Categorical variables were reported as counts and percentages and compared using the chi-square or Fisher’s exact probability test. Continuous variables were summarized as mean ± standard deviation (SD) or median with interquartile range. Statistical significance was set at p <0.05 (2-sided). All analyses were conducted using JMP (version 17.2; SAS Institute, Cary, NC, USA).

Results

Patient characteristics and institutional distribution

A total of 250 patients were enrolled from 29 institutions. Among them, 96 patients (38.4%) were either classified as having chronic DVT or had DVT of uncertain onset, and were thus excluded from the primary analysis. The primary cohort thus consisted of 154 patients with acute or subacute DVT. Chronic DVT cases were analyzed separately at the end of this section.
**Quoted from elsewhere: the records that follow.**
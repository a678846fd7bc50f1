use std::path::Path;

use serde::{Deserialize, Serialize};

use crate::drivers::{GridStyle, PlotError, Rgb565, Scale};

/// Acquisition front-end sample rate (samples per second).
pub const AFE_DATA_RATE: u32 = 700;
/// Raw counts per millivolt.
pub const SAMPLES_PER_MV: i32 = 10;
/// Step down once the trace fits under this fraction of the next smaller scale.
pub const LOW_LIMIT_COEF: f32 = 0.82;
/// Step up once the trace reaches this fraction of the current scale.
pub const HI_LIMIT_COEF: f32 = 0.95;
/// Consecutive quiet evaluations needed before stepping down.
pub const STEP_DOWN_DEBOUNCE: u32 = 3;
/// Baseline smoothing: each sample moves the baseline by 1/2^shift of the error.
pub const BASELINE_SHIFT: u32 = 6;
/// Largest accepted counts-per-millivolt; keeps `10 mV` full scale inside `i32`.
pub const MAX_SAMPLES_PER_MV: i32 = i16::MAX as i32;

#[derive(Clone, Debug, PartialEq, Serialize, Deserialize)]
#[serde(default)]
pub struct PlotConfig {
    pub samples_per_mv: i32,
    pub low_limit_coef: f32,
    pub hi_limit_coef: f32,
    pub step_down_debounce: u32,
    pub baseline_shift: u32,
    pub auto_scale: bool,
    /// Millivolts per division; clamped to the nearest supported scale.
    pub initial_scale_mv: u32,
    /// Ring capacity in samples. The plot sweeps the whole ring once per screen.
    pub capacity: usize,
    pub sample_rate_hz: u32,
    pub trace_color: u16,
    pub background_color: u16,
    pub show_grid: bool,
    pub grid_color: u16,
    pub marker_color: u16,
}

impl Default for PlotConfig {
    fn default() -> Self {
        Self {
            samples_per_mv: SAMPLES_PER_MV,
            low_limit_coef: LOW_LIMIT_COEF,
            hi_limit_coef: HI_LIMIT_COEF,
            step_down_debounce: STEP_DOWN_DEBOUNCE,
            baseline_shift: BASELINE_SHIFT,
            auto_scale: true,
            initial_scale_mv: 1,
            // one second of signal per sweep
            capacity: AFE_DATA_RATE as usize,
            sample_rate_hz: AFE_DATA_RATE,
            trace_color: Rgb565::GREEN.0,
            background_color: Rgb565::BLACK.0,
            show_grid: true,
            grid_color: Rgb565::DARK_GRAY.0,
            marker_color: Rgb565::ORANGE.0,
        }
    }
}

impl PlotConfig {
    pub fn from_json(text: &str) -> Result<Self, PlotError> {
        let config: PlotConfig = serde_json::from_str(text)?;
        config.validate()?;
        Ok(config)
    }

    pub fn load(path: impl AsRef<Path>) -> Result<Self, PlotError> {
        let text = std::fs::read_to_string(path.as_ref())?;
        Self::from_json(&text)
    }

    pub fn validate(&self) -> Result<(), PlotError> {
        if self.capacity == 0 {
            return Err(PlotError::InvalidConfig("capacity must be greater than zero".into()));
        }
        if self.samples_per_mv <= 0 || self.samples_per_mv > MAX_SAMPLES_PER_MV {
            return Err(PlotError::InvalidConfig(format!(
                "samples_per_mv must lie in 1..={MAX_SAMPLES_PER_MV}, got {}",
                self.samples_per_mv
            )));
        }
        if self.sample_rate_hz == 0 {
            return Err(PlotError::InvalidConfig(
                "sample_rate_hz must be greater than zero".into(),
            ));
        }
        let coef_ok = |c: f32| c > 0.0 && c <= 1.0;
        if !coef_ok(self.low_limit_coef) || !coef_ok(self.hi_limit_coef) {
            return Err(PlotError::InvalidConfig(
                "hysteresis coefficients must lie in (0, 1]".into(),
            ));
        }
        if self.low_limit_coef >= self.hi_limit_coef {
            return Err(PlotError::InvalidConfig(format!(
                "low limit {} must be below high limit {}",
                self.low_limit_coef, self.hi_limit_coef
            )));
        }
        if self.baseline_shift > 15 {
            return Err(PlotError::InvalidConfig("baseline_shift must be at most 15".into()));
        }
        Ok(())
    }

    pub fn initial_scale(&self) -> Scale {
        Scale::nearest(self.initial_scale_mv)
    }

    pub fn trace_color(&self) -> Rgb565 {
        Rgb565(self.trace_color)
    }

    pub fn background_color(&self) -> Rgb565 {
        Rgb565(self.background_color)
    }

    /// `None` when the grid is switched off.
    pub fn grid_style(&self) -> Option<GridStyle> {
        self.show_grid.then(|| GridStyle {
            lines: Rgb565(self.grid_color),
            marker: Rgb565(self.marker_color),
        })
    }
}

#[cfg(test)]
mod tests {
    use super::*;

    #[test]
    fn defaults_match_front_end_constants() {
        let config = PlotConfig::default();
        assert_eq!(config.capacity, 700);
        assert_eq!(config.samples_per_mv, 10);
        assert_eq!(config.initial_scale(), Scale::Mv1);
        config.validate().unwrap();
    }

    #[test]
    fn partial_json_keeps_defaults() {
        let config = PlotConfig::from_json(r#"{ "capacity": 350, "initial_scale_mv": 3 }"#).unwrap();
        assert_eq!(config.capacity, 350);
        assert_eq!(config.hi_limit_coef, HI_LIMIT_COEF);
        // 3 mV is not a scale; nearest wins, ties go down
        assert_eq!(config.initial_scale(), Scale::Mv2);
    }

    #[test]
    fn inverted_hysteresis_is_rejected() {
        let err = PlotConfig::from_json(r#"{ "low_limit_coef": 0.96 }"#).unwrap_err();
        assert!(matches!(err, PlotError::InvalidConfig(_)));
    }

    #[test]
    fn oversized_samples_per_mv_is_rejected() {
        let err = PlotConfig::from_json(r#"{ "samples_per_mv": 1000000 }"#).unwrap_err();
        assert!(matches!(err, PlotError::InvalidConfig(_)));
        let config = PlotConfig::from_json(r#"{ "samples_per_mv": 32767 }"#).unwrap();
        assert_eq!(Scale::Mv10.full_scale(config.samples_per_mv), 327_670);
        assert_eq!(Scale::Mv10.full_scale(i32::MAX), i32::MAX);
    }

    #[test]
    fn grid_can_be_switched_off() {
        assert_eq!(
            PlotConfig::default().grid_style().map(|g| g.lines),
            Some(Rgb565::DARK_GRAY)
        );
        let config = PlotConfig::from_json(r#"{ "show_grid": false }"#).unwrap();
        assert_eq!(config.grid_style(), None);
    }

    #[test]
    fn malformed_json_is_a_parse_error() {
        let err = PlotConfig::from_json("{ capacity: ").unwrap_err();
        assert!(matches!(err, PlotError::Parse(_)));
    }
}
//! The local stamp contract every block fills in at assembly time.

use zerod_math::{Mat64, Vec64};

/// A block's local contribution to the global DAE `E*ydot + F*y + C = 0`.
///
/// Sized `num_equations x num_local_cols`, where `num_local_cols` is
/// `2 * wires.len() + num_internal_vars` (P, Q per wire, then internals).
/// The assembler scatters these into the global matrices using the
/// block's cached column-index array; the block itself never sees
/// global indices.
pub struct LocalStamp {
    pub e: Mat64,
    pub f: Mat64,
    /// Time-varying forcing written by `update_time` (once per outer
    /// step): `Qfunc(t)`, `Pfunc(t)`, `Pref(t)`, and similar. Persists
    /// across every Newton iterate of the step it was written in, since
    /// `update_solution` never touches it.
    pub c_time: Vec64,
    /// Nonlinear residual contribution written by `update_solution`
    /// every Newton iterate (e.g. the stenosis `|Q|Q` term). Cleared by
    /// `clear_nonlinear` before each call so stale iterates don't
    /// accumulate.
    pub c: Vec64,
    pub dc_dy: Mat64,
    pub dc_dydot: Mat64,
}

impl LocalStamp {
    pub fn zeros(num_equations: usize, num_local_cols: usize) -> Self {
        Self {
            e: Mat64::zeros(num_equations, num_local_cols),
            f: Mat64::zeros(num_equations, num_local_cols),
            c_time: Vec64::zeros(num_equations),
            c: Vec64::zeros(num_equations),
            dc_dy: Mat64::zeros(num_equations, num_local_cols),
            dc_dydot: Mat64::zeros(num_equations, num_local_cols),
        }
    }

    /// Clears only the per-iterate nonlinear parts (`C`, `dC/dy`,
    /// `dC/dydot`); `E`, `F`, and the time-forcing `c_time` are written
    /// once by `update_constant`/`update_time` and otherwise left
    /// untouched across Newton iterates.
    pub fn clear_nonlinear(&mut self) {
        self.c.fill(0.0);
        self.dc_dy.fill(0.0);
        self.dc_dydot.fill(0.0);
    }
}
The median age of patients in the primary cohort was 70.0 years (±14.8), and 57.8% were female. Recurrent DVT was observed in 7.8% of patients. Most cases (76.0%) were classified as acute DVT, and 24.0% as subacute. Diagnosis occurred during hospitalization in 60.4% of patients and in outpatient settings in 39.6%. University hospitals accounted for 37.7% of the cases, general hospitals for 57.8%, and clinics for 4.5% (Table 1).

Table 1 Patient characteristics of acute and subacute DVT (N = 154)

	N	%
Characteristics
Age, years (SD)	70	± 14.8
Female	89	(57.8)
Acute DVT	117	(76.0)
Subacute DVT	37	(24.0)
Recurrent DVT	12	(7.8)
Outpatient	59	(39.6)
Inpatient	90	(60.4)
Location
Left	72	(47.1)
Right	39	(25.5)
Bilateral	42	(27.5)
Proximal DVT	71	(46.1)
Distal DVT	83	(53.9)
Diagnosis procedure
Duplex ultrasonography	148	(96.1)
CT	43	(27.9)
MR	3	(1.9)
Only physical examination	0	(0.0)
Trigger for diagnosis
Incidentally detected	8	(5.2)
Symptomatic	83	(53.9)
Preoperative screening	20	(13.0)
Postoperative screening	25	(16.2)
Elevated D-dimer	72	(46.8)
Embolic source evaluation	7	(4.5)

SD: standard deviation; DVT: deep vein thrombosis; CT: computed tomography; MR: magnetic resonance

Diagnosis and etiology

Duplex ultrasonography was the most frequently used diagnostic modality (96.1%), followed by CT (27.9%). Diagnosis was prompted by clinical symptoms in 53.9% of cases, routine perioperative screening in 33.2%, elevated D-dimer levels in 46.8%, and incidental findings or embolic workup in a minority of cases.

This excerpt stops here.